Keep only the lines that hold the string "bytes", filtering out the rest of the entries below.

------------------------------------------------------------------------

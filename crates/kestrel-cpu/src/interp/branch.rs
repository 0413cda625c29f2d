//! Branches, calls, returns, software interrupts.

use crate::addr::LogicalAddress;
use crate::cpu::{Cpu, Env};
use crate::decode::Instruction;
use crate::exception::{Exception, InterruptSource};
use crate::state::{REG_ECX, SegReg};
use crate::transfer::JumpType;

fn ip_mask(o32: bool) -> u32 {
    if o32 {
        0xFFFF_FFFF
    } else {
        0xFFFF
    }
}

/// Mask a near target to the operand size and check it against the CS
/// limit, so a wild branch faults before any side effect.
fn checked_near_target(cpu: &Cpu, o32: bool, target: u32) -> Result<u32, Exception> {
    let target = target & ip_mask(o32);
    if !cpu.real_semantics() && target > cpu.cache(SegReg::CS).limit {
        return Err(Exception::gp0());
    }
    Ok(target)
}

fn jump_near(cpu: &mut Cpu, o32: bool, target: u32) -> Result<(), Exception> {
    let target = checked_near_target(cpu, o32, target)?;
    cpu.set_eip(target);
    Ok(())
}

pub(crate) fn jcc_rel(cpu: &mut Cpu, _env: &mut Env<'_>, insn: &Instruction) -> Result<(), Exception> {
    let cc = (insn.opcode & 0xF) as u8;
    if cpu.condition(cc) {
        let target = cpu.eip().wrapping_add(insn.imm);
        return jump_near(cpu, insn.o32, target);
    }
    Ok(())
}

pub(crate) fn jmp_rel(cpu: &mut Cpu, _env: &mut Env<'_>, insn: &Instruction) -> Result<(), Exception> {
    let target = cpu.eip().wrapping_add(insn.imm);
    jump_near(cpu, insn.o32, target)
}

pub(crate) fn jmp_rm(cpu: &mut Cpu, _env: &mut Env<'_>, insn: &Instruction) -> Result<(), Exception> {
    let target = cpu.read_rm_osize(insn)?;
    jump_near(cpu, insn.o32, target)
}

pub(crate) fn jmp_far(cpu: &mut Cpu, _env: &mut Env<'_>, insn: &Instruction) -> Result<(), Exception> {
    let target = LogicalAddress::new(insn.imm2 as u16, insn.imm);
    cpu.far_jump_sized(target, JumpType::Jmp, insn.o32)
}

fn far_pointer_operand(cpu: &mut Cpu, insn: &Instruction) -> Result<LogicalAddress, Exception> {
    let (seg, ea) = cpu.rm_memory_operand(insn)?;
    let offset = cpu.read_memory_osize(seg, ea, insn.o32)?;
    let selector = cpu.read_memory16(seg, ea.wrapping_add(insn.osize().bytes()))?;
    Ok(LogicalAddress::new(selector, offset))
}

pub(crate) fn jmp_far_rm(cpu: &mut Cpu, _env: &mut Env<'_>, insn: &Instruction) -> Result<(), Exception> {
    let target = far_pointer_operand(cpu, insn)?;
    cpu.far_jump_sized(target, JumpType::Jmp, insn.o32)
}

pub(crate) fn call_rel(cpu: &mut Cpu, _env: &mut Env<'_>, insn: &Instruction) -> Result<(), Exception> {
    let return_eip = cpu.eip();
    let target = checked_near_target(cpu, insn.o32, return_eip.wrapping_add(insn.imm))?;
    cpu.push_osize(return_eip, insn.o32)?;
    cpu.set_eip(target);
    Ok(())
}

pub(crate) fn call_rm(cpu: &mut Cpu, _env: &mut Env<'_>, insn: &Instruction) -> Result<(), Exception> {
    let raw_target = cpu.read_rm_osize(insn)?;
    let return_eip = cpu.eip();
    let target = checked_near_target(cpu, insn.o32, raw_target)?;
    cpu.push_osize(return_eip, insn.o32)?;
    cpu.set_eip(target);
    Ok(())
}

pub(crate) fn call_far(cpu: &mut Cpu, _env: &mut Env<'_>, insn: &Instruction) -> Result<(), Exception> {
    let target = LogicalAddress::new(insn.imm2 as u16, insn.imm);
    cpu.far_jump_sized(target, JumpType::Call, insn.o32)
}

pub(crate) fn call_far_rm(cpu: &mut Cpu, _env: &mut Env<'_>, insn: &Instruction) -> Result<(), Exception> {
    let target = far_pointer_operand(cpu, insn)?;
    cpu.far_jump_sized(target, JumpType::Call, insn.o32)
}

/// Peek the return offset, validate it, and only then release the slot, so
/// a #GP on the target leaves the stack restartable.
fn ret_near_common(cpu: &mut Cpu, insn: &Instruction, release: u32) -> Result<(), Exception> {
    let raw = cpu.read_memory_osize(SegReg::SS, cpu.stack_ptr(), insn.o32)?;
    let target = checked_near_target(cpu, insn.o32, raw)?;
    cpu.adjust_stack_pointer((insn.osize().bytes() + release) as i32);
    cpu.set_eip(target);
    Ok(())
}

pub(crate) fn ret_near(cpu: &mut Cpu, _env: &mut Env<'_>, insn: &Instruction) -> Result<(), Exception> {
    ret_near_common(cpu, insn, 0)
}

pub(crate) fn ret_near_imm(cpu: &mut Cpu, _env: &mut Env<'_>, insn: &Instruction) -> Result<(), Exception> {
    ret_near_common(cpu, insn, insn.imm)
}

pub(crate) fn retf(cpu: &mut Cpu, _env: &mut Env<'_>, insn: &Instruction) -> Result<(), Exception> {
    cpu.far_return(0, insn.o32)
}

pub(crate) fn retf_imm(cpu: &mut Cpu, _env: &mut Env<'_>, insn: &Instruction) -> Result<(), Exception> {
    cpu.far_return(insn.imm as u16, insn.o32)
}

pub(crate) fn iret(cpu: &mut Cpu, _env: &mut Env<'_>, insn: &Instruction) -> Result<(), Exception> {
    cpu.iret(insn.o32)
}

// --- LOOP family ------------------------------------------------------------

fn decrement_count(cpu: &mut Cpu, a32: bool) -> u32 {
    if a32 {
        let v = cpu.ecx().wrapping_sub(1);
        cpu.write_reg32(REG_ECX, v);
        v
    } else {
        let v = cpu.read_reg16(REG_ECX).wrapping_sub(1);
        cpu.write_reg16(REG_ECX, v);
        u32::from(v)
    }
}

pub(crate) fn loop_rel(cpu: &mut Cpu, _env: &mut Env<'_>, insn: &Instruction) -> Result<(), Exception> {
    let count = decrement_count(cpu, insn.a32);
    if count != 0 {
        let target = cpu.eip().wrapping_add(insn.imm);
        return jump_near(cpu, insn.o32, target);
    }
    Ok(())
}

pub(crate) fn loope_rel(cpu: &mut Cpu, _env: &mut Env<'_>, insn: &Instruction) -> Result<(), Exception> {
    let count = decrement_count(cpu, insn.a32);
    if count != 0 && cpu.get_zf() {
        let target = cpu.eip().wrapping_add(insn.imm);
        return jump_near(cpu, insn.o32, target);
    }
    Ok(())
}

pub(crate) fn loopne_rel(cpu: &mut Cpu, _env: &mut Env<'_>, insn: &Instruction) -> Result<(), Exception> {
    let count = decrement_count(cpu, insn.a32);
    if count != 0 && !cpu.get_zf() {
        let target = cpu.eip().wrapping_add(insn.imm);
        return jump_near(cpu, insn.o32, target);
    }
    Ok(())
}

pub(crate) fn jcxz_rel(cpu: &mut Cpu, _env: &mut Env<'_>, insn: &Instruction) -> Result<(), Exception> {
    let count = if insn.a32 {
        cpu.ecx()
    } else {
        u32::from(cpu.read_reg16(REG_ECX))
    };
    if count == 0 {
        let target = cpu.eip().wrapping_add(insn.imm);
        return jump_near(cpu, insn.o32, target);
    }
    Ok(())
}

// --- Software interrupts ----------------------------------------------------

pub(crate) fn int_imm8(cpu: &mut Cpu, _env: &mut Env<'_>, insn: &Instruction) -> Result<(), Exception> {
    if cpu.v86_mode() && cpu.iopl() < 3 {
        return Err(Exception::gp0());
    }
    crate::interrupt::interrupt(cpu, insn.imm as u8, InterruptSource::Internal, None)
}

pub(crate) fn int3(cpu: &mut Cpu, _env: &mut Env<'_>, _insn: &Instruction) -> Result<(), Exception> {
    crate::interrupt::interrupt(cpu, 3, InterruptSource::Internal, None)
}

pub(crate) fn into(cpu: &mut Cpu, _env: &mut Env<'_>, _insn: &Instruction) -> Result<(), Exception> {
    if cpu.get_of() {
        return crate::interrupt::interrupt(cpu, 4, InterruptSource::Internal, None);
    }
    Ok(())
}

------------------------------------------------------------------------

> **Problem solution**
    let selector = cpu.read_memory16(seg, ea.wrapping_add(insn.osize().bytes()))?;
    cpu.adjust_stack_pointer((insn.osize().bytes() + release) as i32);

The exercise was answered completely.